→ Exercise:
Every line below needs to be returned exactly as written.

++++ Material for the task ++++

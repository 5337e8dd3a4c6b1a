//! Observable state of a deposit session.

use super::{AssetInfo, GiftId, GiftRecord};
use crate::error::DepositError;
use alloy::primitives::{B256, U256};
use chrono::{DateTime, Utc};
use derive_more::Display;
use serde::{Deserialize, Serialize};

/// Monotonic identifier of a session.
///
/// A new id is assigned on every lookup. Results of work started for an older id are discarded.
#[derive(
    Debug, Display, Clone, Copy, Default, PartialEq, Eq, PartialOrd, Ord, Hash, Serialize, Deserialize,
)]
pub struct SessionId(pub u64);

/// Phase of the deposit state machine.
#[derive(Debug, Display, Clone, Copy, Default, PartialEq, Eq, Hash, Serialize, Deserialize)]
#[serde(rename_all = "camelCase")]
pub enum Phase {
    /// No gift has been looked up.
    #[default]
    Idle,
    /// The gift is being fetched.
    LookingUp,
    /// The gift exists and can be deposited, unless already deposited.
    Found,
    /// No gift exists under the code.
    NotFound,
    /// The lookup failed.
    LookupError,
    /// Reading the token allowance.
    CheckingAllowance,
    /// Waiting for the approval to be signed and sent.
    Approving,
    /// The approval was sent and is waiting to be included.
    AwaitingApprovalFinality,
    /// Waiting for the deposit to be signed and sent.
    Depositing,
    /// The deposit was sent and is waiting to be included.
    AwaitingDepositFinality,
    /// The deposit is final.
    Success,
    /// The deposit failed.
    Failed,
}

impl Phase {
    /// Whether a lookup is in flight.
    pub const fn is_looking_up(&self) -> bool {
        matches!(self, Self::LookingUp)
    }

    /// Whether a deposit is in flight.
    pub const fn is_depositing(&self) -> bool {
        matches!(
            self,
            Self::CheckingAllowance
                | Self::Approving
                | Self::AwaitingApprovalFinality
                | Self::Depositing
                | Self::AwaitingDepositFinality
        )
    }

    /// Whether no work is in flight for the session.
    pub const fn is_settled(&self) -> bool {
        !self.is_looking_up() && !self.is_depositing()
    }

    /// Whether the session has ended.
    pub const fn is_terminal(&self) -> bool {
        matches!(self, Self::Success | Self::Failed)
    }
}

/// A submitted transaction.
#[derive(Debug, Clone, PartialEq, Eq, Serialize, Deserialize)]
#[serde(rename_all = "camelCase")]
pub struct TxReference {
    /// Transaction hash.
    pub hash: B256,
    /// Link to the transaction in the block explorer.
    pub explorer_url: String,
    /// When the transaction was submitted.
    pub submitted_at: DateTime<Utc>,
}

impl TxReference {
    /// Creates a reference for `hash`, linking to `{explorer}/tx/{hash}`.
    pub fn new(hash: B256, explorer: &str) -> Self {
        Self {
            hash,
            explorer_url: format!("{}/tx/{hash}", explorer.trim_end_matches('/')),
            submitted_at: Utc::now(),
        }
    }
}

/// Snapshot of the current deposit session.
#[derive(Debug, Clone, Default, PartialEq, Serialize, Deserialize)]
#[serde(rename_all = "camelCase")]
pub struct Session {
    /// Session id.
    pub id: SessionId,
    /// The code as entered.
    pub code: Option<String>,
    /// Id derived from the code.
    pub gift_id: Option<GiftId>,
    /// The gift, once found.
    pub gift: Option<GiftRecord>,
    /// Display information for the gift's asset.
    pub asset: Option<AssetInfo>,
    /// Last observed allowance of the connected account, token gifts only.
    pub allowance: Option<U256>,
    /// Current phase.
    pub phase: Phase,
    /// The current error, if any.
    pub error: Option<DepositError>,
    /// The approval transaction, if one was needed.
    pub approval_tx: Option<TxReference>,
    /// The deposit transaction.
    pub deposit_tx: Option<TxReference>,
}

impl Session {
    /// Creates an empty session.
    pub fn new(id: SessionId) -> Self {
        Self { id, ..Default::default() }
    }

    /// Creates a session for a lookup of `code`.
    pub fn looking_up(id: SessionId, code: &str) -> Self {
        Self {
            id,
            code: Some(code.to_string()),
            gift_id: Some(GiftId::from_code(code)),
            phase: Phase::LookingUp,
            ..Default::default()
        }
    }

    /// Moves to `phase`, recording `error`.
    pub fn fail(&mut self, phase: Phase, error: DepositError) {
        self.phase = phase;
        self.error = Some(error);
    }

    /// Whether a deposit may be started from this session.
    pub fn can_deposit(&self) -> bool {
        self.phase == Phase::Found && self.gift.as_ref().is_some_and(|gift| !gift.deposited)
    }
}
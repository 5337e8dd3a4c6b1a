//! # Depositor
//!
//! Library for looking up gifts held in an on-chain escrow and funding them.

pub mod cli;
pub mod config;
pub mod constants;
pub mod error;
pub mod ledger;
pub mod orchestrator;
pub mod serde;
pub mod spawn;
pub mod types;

++++

→ Result of the exercise:
repository 5337e8dd3a4c6b1a
//! Observable state of a deposit session.

use super::{AssetInfo, GiftId, GiftRecord};
use crate::error::DepositError;
use alloy::primitives::{B256, U256};
use chrono::{DateTime, Utc};
use derive_more::Display;
use serde::{Deserialize, Serialize};

/// Monotonic identifier of a session.
///
/// A new id is assigned on every lookup. Results of work started for an older id are discarded.
#[derive(
    Debug, Display, Clone, Copy, Default, PartialEq, Eq, PartialOrd, Ord, Hash, Serialize, Deserialize,
)]
pub struct SessionId(pub u64);

/// Phase of the deposit state machine.
#[derive(Debug, Display, Clone, Copy, Default, PartialEq, Eq, Hash, Serialize, Deserialize)]
#[serde(rename_all = "camelCase")]
pub enum Phase {
    /// No gift has been looked up.
    #[default]
    Idle,
    /// The gift is being fetched.
    LookingUp,
    /// The gift exists and can be deposited, unless already deposited.
    Found,
    /// No gift exists under the code.
    NotFound,
    /// The lookup failed.
    LookupError,
    /// Reading the token allowance.
    CheckingAllowance,
    /// Waiting for the approval to be signed and sent.
    Approving,
    /// The approval was sent and is waiting to be included.
    AwaitingApprovalFinality,
    /// Waiting for the deposit to be signed and sent.
    Depositing,
    /// The deposit was sent and is waiting to be included.
    AwaitingDepositFinality,
    /// The deposit is final.
    Success,
    /// The deposit failed.
    Failed,
}

impl Phase {
    /// Whether a lookup is in flight.
    pub const fn is_looking_up(&self) -> bool {
        matches!(self, Self::LookingUp)
    }

    /// Whether a deposit is in flight.
    pub const fn is_depositing(&self) -> bool {
        matches!(
            self,
            Self::CheckingAllowance
                | Self::Approving
                | Self::AwaitingApprovalFinality
                | Self::Depositing
                | Self::AwaitingDepositFinality
        )
    }

    /// Whether no work is in flight for the session.
    pub const fn is_settled(&self) -> bool {
        !self.is_looking_up() && !self.is_depositing()
    }

    /// Whether the session has ended.
    pub const fn is_terminal(&self) -> bool {
        matches!(self, Self::Success | Self::Failed)
    }
}

/// A submitted transaction.
#[derive(Debug, Clone, PartialEq, Eq, Serialize, Deserialize)]
#[serde(rename_all = "camelCase")]
pub struct TxReference {
    /// Transaction hash.
    pub hash: B256,
    /// Link to the transaction in the block explorer.
    pub explorer_url: String,
    /// When the transaction was submitted.
    pub submitted_at: DateTime<Utc>,
}

impl TxReference {
    /// Creates a reference for `hash`, linking to `{explorer}/tx/{hash}`.
    pub fn new(hash: B256, explorer: &str) -> Self {
        Self {
            hash,
            explorer_url: format!("{}/tx/{hash}", explorer.trim_end_matches('/')),
            submitted_at: Utc::now(),
        }
    }
}

/// Snapshot of the current deposit session.
#[derive(Debug, Clone, Default, PartialEq, Serialize, Deserialize)]
#[serde(rename_all = "camelCase")]
pub struct Session {
    /// Session id.
    pub id: SessionId,
    /// The code as entered.
    pub code: Option<String>,
    /// Id derived from the code.
    pub gift_id: Option<GiftId>,
    /// The gift, once found.
    pub gift: Option<GiftRecord>,
    /// Display information for the gift's asset.
    pub asset: Option<AssetInfo>,
    /// Last observed allowance of the connected account, token gifts only.
    pub allowance: Option<U256>,
    /// Current phase.
    pub phase: Phase,
    /// The current error, if any.
    pub error: Option<DepositError>,
    /// The approval transaction, if one was needed.
    pub approval_tx: Option<TxReference>,
    /// The deposit transaction.
    pub deposit_tx: Option<TxReference>,
}

impl Session {
    /// Creates an empty session.
    pub fn new(id: SessionId) -> Self {
        Self { id, ..Default::default() }
    }

    /// Creates a session for a lookup of `code`.
    pub fn looking_up(id: SessionId, code: &str) -> Self {
        Self {
            id,
            code: Some(code.to_string()),
            gift_id: Some(GiftId::from_code(code)),
            phase: Phase::LookingUp,
            ..Default::default()
        }
    }

    /// Moves to `phase`, recording `error`.
    pub fn fail(&mut self, phase: Phase, error: DepositError) {
        self.phase = phase;
        self.error = Some(error);
    }

    /// Whether a deposit may be started from this session.
    pub fn can_deposit(&self) -> bool {
        self.phase == Phase::Found && self.gift.as_ref().is_some_and(|gift| !gift.deposited)
    }
}
repository 5337e8dd3a4c6b1a
//! # Depositor
//!
//! Library for looking up gifts held in an on-chain escrow and funding them.

pub mod cli;
pub mod config;
pub mod constants;
pub mod error;
pub mod ledger;
pub mod orchestrator;
pub mod serde;
pub mod spawn;
pub mod types;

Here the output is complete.